Salute e benessere

Mi sta venendo la demenza o sono solo «rimbambito»?

Prima di farsi la diagnosi da soli conviene distinguere alcune situazioni molto comuni, che possono capitare a tutte le età
Renzo Rozzini
Stare concentrati diventa difficile con l'avanzare dell'età
Stare concentrati diventa difficile con l'avanzare dell'età

A sessant’anni alcuni pazienti vengono in ambulatorio convinti di avere la demenza di Alzheimer («ecco, ci siamo, come mia madre»), a ottanta vengono soprattutto perché vogliono che dica loro che non ce l’hanno. Prima di diagnosticarsi da soli una demenza conviene distinguere alcune situazioni molto comuni.

  1. Si incontra una persona che si conosce benissimo, di lui ci si ricorda tutto, manca soltanto il nome («ce l’ho sulla punta della lingua»), che viene regolarmente in mente tre ore più tardi. È demenza? Generalmente no. Con l’età il recupero delle parole può diventare più lento; l’informazione c’è, ma il cervello impiega più tempo a trovarla. È più preoccupante non riconoscere una persona familiare o non ricordare quale rapporto abbiamo con lei.
     
  2. «Dove ho messo le chiavi?». Spesso il problema non è la memoria, è l’attenzione: mentre appoggiavamo le chiavi stavamo pensando ad altro.

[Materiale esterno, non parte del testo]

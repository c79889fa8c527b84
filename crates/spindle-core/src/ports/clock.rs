//! Clock port - 時刻の抽象化
//!
//! - SystemClock: 本番用
//! - FixedClock: テスト用（手動で進められる）

use std::sync::Mutex;

use chrono::{DateTime, Duration, Utc};

/// Clock は現在時刻を提供
///
/// Timestamps written into the queue document (`createdAt`, `startedAt`,
/// `lastUpdated`, ...) all come from here.
pub trait Clock: Send + Sync {
    fn now(&self) -> DateTime<Utc>;
}

/// Wall clock.
#[derive(Debug, Clone, Copy, Default)]
pub struct SystemClock;

impl Clock for SystemClock {
    fn now(&self) -> DateTime<Utc> {
        Utc::now()
    }
}

/// Clock that only moves when told to.
#[derive(Debug)]
pub struct FixedClock {
    now: Mutex<DateTime<Utc>>,
}

impl FixedClock {
    pub fn new(now: DateTime<Utc>) -> Self {
        Self {
            now: Mutex::new(now),
        }
    }

    pub fn advance(&self, by: Duration) {
        let mut now = self.now.lock().unwrap_or_else(|poisoned| poisoned.into_inner());
        *now += by;
    }
}

impl Clock for FixedClock {
    fn now(&self) -> DateTime<Utc> {
        *self.now.lock().unwrap_or_else(|poisoned| poisoned.into_inner())
    }
}

#[cfg(test)]
mod tests {
    use super::*;
    use chrono::TimeZone;

    #[test]
    fn fixed_clock_advances_only_on_request() {
        let start = Utc.with_ymd_and_hms(2024, 1, 1, 12, 0, 0).unwrap();
        let clock = FixedClock::new(start);
        assert_eq!(clock.now(), start);
        assert_eq!(clock.now(), start);

        clock.advance(Duration::seconds(30));
        assert_eq!(clock.now(), start + Duration::seconds(30));
    }
}
//! Task identifiers.
//!
//! # ID の方針
//! 永続ドキュメントは人間も編集するため、ID は不透明な文字列として扱います。
//! 呼び出し側が `"t1"` のような ID を渡すことも、エンジンが生成することもできます。
//!
//! 生成される ID は `task-<ULID>` 形式です。
//! - **時刻でソート可能**: ULID の先頭は timestamp
//! - **分散生成可能**: 複数プロセスが同じキューに push しても調整不要

use serde::{Deserialize, Serialize};
use std::fmt;
use ulid::Ulid;

/// Prefix used for generated task identifiers.
pub const TASK_ID_PREFIX: &str = "task-";

/// Identifier of a Task within one queue document.
#[derive(Debug, Clone, PartialEq, Eq, Hash, PartialOrd, Ord, Serialize, Deserialize)]
#[serde(transparent)]
pub struct TaskId(String);

impl TaskId {
    pub fn new(value: impl Into<String>) -> Self {
        Self(value.into())
    }

    /// ULID から `task-<ULID>` 形式の ID を作成
    pub fn from_ulid(ulid: Ulid) -> Self {
        Self(format!("{TASK_ID_PREFIX}{ulid}"))
    }

    pub fn as_str(&self) -> &str {
        &self.0
    }

    /// Returns the embedded ULID for generated ids, `None` for caller-supplied ones.
    pub fn as_ulid(&self) -> Option<Ulid> {
        self.0
            .strip_prefix(TASK_ID_PREFIX)
            .and_then(|raw| Ulid::from_string(raw).ok())
    }
}

impl From<&str> for TaskId {
    fn from(value: &str) -> Self {
        Self::new(value)
    }
}

impl From<String> for TaskId {
    fn from(value: String) -> Self {
        Self(value)
    }
}

impl fmt::Display for TaskId {
    fn fmt(&self, f: &mut fmt::Formatter<'_>) -> fmt::Result {
        self.0.fmt(f)
    }
}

Ed è difficile ricordare qualcosa che il cervello non ha mai registrato bene.Diverso sarebbe trovare ripetutamente le chiavi nel frigorifero senza riuscire a capire come ci siano finite. Dimenticare dove abbiamo appoggiato un oggetto è comune; perdere la logica delle proprie azioni merita invece maggiore attenzione.
     
  3. Non si riesce più a fare più cose contemporaneamente. Parlare al telefono, controllare la pasta e ascoltare il telegiornale può forse funzionare a venticinque anni, a settantacinque può produrre pasta scotta, un messaggio inviato alla persona sbagliata e nessun ricordo di ciò che ha detto il telegiornale.Con l’età diminuisce la capacità di dividere l’attenzione tra più compiti. Il problema, però, non è soltanto l’età, il cosiddetto multitasking è in buona parte un imbroglio: il cervello non fa veramente due o tre cose insieme, passa rapidamente da una all’altra, ogni passaggio costa attenzione e aumenta la probabilità di errore. Con gli anni si finisce per fare una cosa alla volta e forse non è nemmeno un male.
     
  4. Si cambia lo smartphone e non si è più capaci di reinstallare le vecchie app, recuperare le password, scaricare un pdf. Nel giro di pochi minuti, da persone perfettamente autonome ci si sente completamente incapaci. Imparare procedure nuove può richiedere più tempo, servono più ripetizioni. Il punto è: una volta imparata, l’informazione rimane? Se rimane, si tratta soprattutto di maggiore lentezza nell’apprendimento. Se invece ogni spiegazione sembra cancellarsi, deve essere ripetuta da capo e il fenomeno peggiora nel tempo, allora è opportuno approfondire. La demenza, infatti, non è semplicemente avere una memoria meno efficiente: è un declino di una o più funzioni cognitive che, progressivamente, interferisce con la capacità di svolgere autonomamente le attività abituali.
     
  5. Capita di entrare in una stanza e di non ricordare perché ci si è andati, oppure di interrompersi e chiedere: «cosa stavo dicendo?». A trent’anni lo chiamiamo stanchezza, a quarant’anni stress, a settanta Alzheimer. Preoccupazioni, sonno insufficiente, ansia, depressione, dolore, rumore e distrazioni possono peggiorare temporaneamente memoria e attenzione a qualsiasi età.

E poi conta anche il carattere: c’è chi dimentica un nome, ci ride sopra e continua a parlare, c’è chi dimentica lo stesso nome e trascorre le successive quarantotto ore a verificare su internet i primi sintomi dell’Alzheimer. La tolleranza verso le proprie piccole defaillance cognitive fa una differenza enorme.

E se un giorno fosse davvero demenza? Naturalmente non ci sarebbe nulla da ridere: la demenza è una malattia seria, che richiede diagnosi, assistenza e cura. Ma finché parliamo dei comuni intoppi della memoria possiamo concederci almeno una piccola consolazione: dimenticare di avere già visto un grande film o letto un grande libro permette, qualche volta, il lusso di incontrarlo di nuovo quasi per la prima volta.